The Study Republicans Demanded About Trans Kids Just Backfired. Guess What the Media Isn't Covering?
Utah commissioned actual experts to review the science on gender-affirming care. The results? Inconvenient truths that don't fit the narrative.
In 2023, Utah Republicans rushed through a ban on gender-affirming care for transgender youth, arguing they needed time to examine the science. Utah's gender-affirming care ban was debated, passed, signed by the governor and took effect within days of the 2023 legislative session's commencement, as lawmakers claimed they were just being cautious, wanting to protect kids by waiting for better evidence.
Well, the evidence is in. And it's not what they wanted to hear.
Last week, the Utah Department of Health and Human Services quietly released a more than 1,000-page report, conducted by the University of Utah's Drug Regimen Review Center that completely undermines the justification for the state's ban. The review found that youth who received care before age 18 had better outcomes, especially around depression, anxiety, and suicidality. Hormonal treatments were associated with positive mental health and psychosocial functioning outcomes.

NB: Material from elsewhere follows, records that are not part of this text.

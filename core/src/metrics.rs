use crate::graph::GraphClass;
use std::collections::VecDeque;
use std::sync::{Arc, Mutex, MutexGuard};

#[derive(Debug, Clone, Default)]
pub struct PredictionMetrics {
    pub total_predictions: u64,
    pub failures: u64,
    pub label_counts: [u64; 3],
    pub latencies: VecDeque<u64>, // microseconds
}

#[derive(Clone)]
pub struct MetricsCollector {
    state: Arc<Mutex<MetricsState>>,
}

struct MetricsState {
    predictions: PredictionMetrics,
    max_history: usize,
}

impl MetricsCollector {
    pub fn new(max_history: usize) -> Self {
        Self {
            state: Arc::new(Mutex::new(MetricsState {
                predictions: PredictionMetrics::default(),
                max_history,
            })),
        }
    }

    pub fn record_prediction(&self, label: GraphClass, latency_us: u64) {
        let mut state = self.lock();
        state.predictions.total_predictions += 1;
        state.predictions.label_counts[label.index()] += 1;
        push_latency(&mut state, latency_us);
    }

    pub fn record_failure(&self, latency_us: u64) {
        let mut state = self.lock();
        state.predictions.total_predictions += 1;
        state.predictions.failures += 1;
        push_latency(&mut state, latency_us);
    }

    pub fn snapshot(&self) -> MetricsSnapshot {
        let state = self.lock();
        let p = &state.predictions;

        let mut sorted_latencies: Vec<u64> = p.latencies.iter().copied().collect();
        sorted_latencies.sort_unstable();

        let failure_rate = if p.total_predictions > 0 {
            p.failures as f32 / p.total_predictions as f32
        } else {
            0.0
        };

        MetricsSnapshot {
            total_predictions: p.total_predictions,
            failures: p.failures,
            failure_rate,
            tree: p.label_counts[GraphClass::Tree.index()],
            dag: p.label_counts[GraphClass::Dag.index()],
            cyclic: p.label_counts[GraphClass::Cyclic.index()],
            p50: percentile(&sorted_latencies, 50.0),
            p95: percentile(&sorted_latencies, 95.0),
            p99: percentile(&sorted_latencies, 99.0),
            history_count: p.latencies.len(),
        }
    }

    // A panic while holding the lock leaves plain counters behind, still usable.
    fn lock(&self) -> MutexGuard<'_, MetricsState> {
        self.state
            .lock()
            .unwrap_or_else(|poisoned| poisoned.into_inner())
    }
}

fn push_latency(state: &mut MetricsState, latency_us: u64) {
    state.predictions.latencies.push_back(latency_us);
    if state.predictions.latencies.len() > state.max_history {
        state.predictions.latencies.pop_front();
    }
}

fn percentile(sorted: &[u64], p: f32) -> u64 {
    if sorted.is_empty() {
        return 0;
    }
    let idx = ((p / 100.0) * (sorted.len() as f32)).ceil() as usize;
    sorted[idx.saturating_sub(1).min(sorted.len() - 1)]
}

#[derive(Debug, Clone, PartialEq, serde::Serialize, serde::Deserialize)]
pub struct MetricsSnapshot {
    pub total_predictions: u64,
    pub failures: u64,
    pub failure_rate: f32,
    pub tree: u64,
    pub dag: u64,
    pub cyclic: u64,
    pub p50: u64,
    pub p95: u64,
    pub p99: u64,
    pub history_count: usize,
}

#[cfg(test)]
mod tests {
    use super::*;

    #[test]
    fn test_snapshot_counts_labels_and_failures() {
        let metrics = MetricsCollector::new(16);
        metrics.record_prediction(GraphClass::Tree, 10);
        metrics.record_prediction(GraphClass::Tree, 20);
        metrics.record_prediction(GraphClass::Cyclic, 30);
        metrics.record_failure(5);

        let snapshot = metrics.snapshot();
        assert_eq!(snapshot.total_predictions, 4);
        assert_eq!(snapshot.failures, 1);
        assert_eq!(snapshot.failure_rate, 0.25);
        assert_eq!(snapshot.tree, 2);
        assert_eq!(snapshot.dag, 0);
        assert_eq!(snapshot.cyclic, 1);
        assert_eq!(snapshot.history_count, 4);
    }

    #[test]
    fn test_latency_history_is_bounded() {
        let metrics = MetricsCollector::new(3);
        for latency in 1..=10 {
            metrics.record_prediction(GraphClass::Dag, latency);
        }

        let snapshot = metrics.snapshot();
        assert_eq!(snapshot.history_count, 3);
        assert_eq!(snapshot.p50, 9);
        assert_eq!(snapshot.p99, 10);
        assert!(snapshot.p95 >= snapshot.p50);
    }

    #[test]
    fn test_empty_snapshot() {
        let snapshot = MetricsCollector::new(8).snapshot();
        assert_eq!(snapshot.total_predictions, 0);
        assert_eq!(snapshot.failure_rate, 0.0);
        assert_eq!(snapshot.p50, 0);
    }
}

This wasn't some activist report or biased study designed to reach a predetermined conclusion. Unlike the heavily criticized Cass Review from the UK or the Trump administration's recent anonymous hit job disguised as an HHS report, this was conducted by Utah's Drug Regimen Review Center — a little-known body operating out of the University of Utah that has spent over 20 years evaluating prescription drugs for the state's Medicaid program. These aren't people with a political agenda; they're pharmacological researchers who crunch numbers for a living.
And their findings were unequivocal: "The conventional wisdom among non-experts has long been that there are limited data on the use of GAHT in pediatric patients with GD. However, results from our exhaustive literature searches have led us to the opposite conclusion."
The researchers analyzed 277 studies that included data on over 28,000 young people with gender dysphoria. They found that "there is virtually no regret associated with receiving the treatments, even in the very small percentages of patients who ultimately discontinued them". Most importantly, "Patients that were seen at the gender clinic before the age of 18 had a lower risk of suicide compared to those referred as an adult".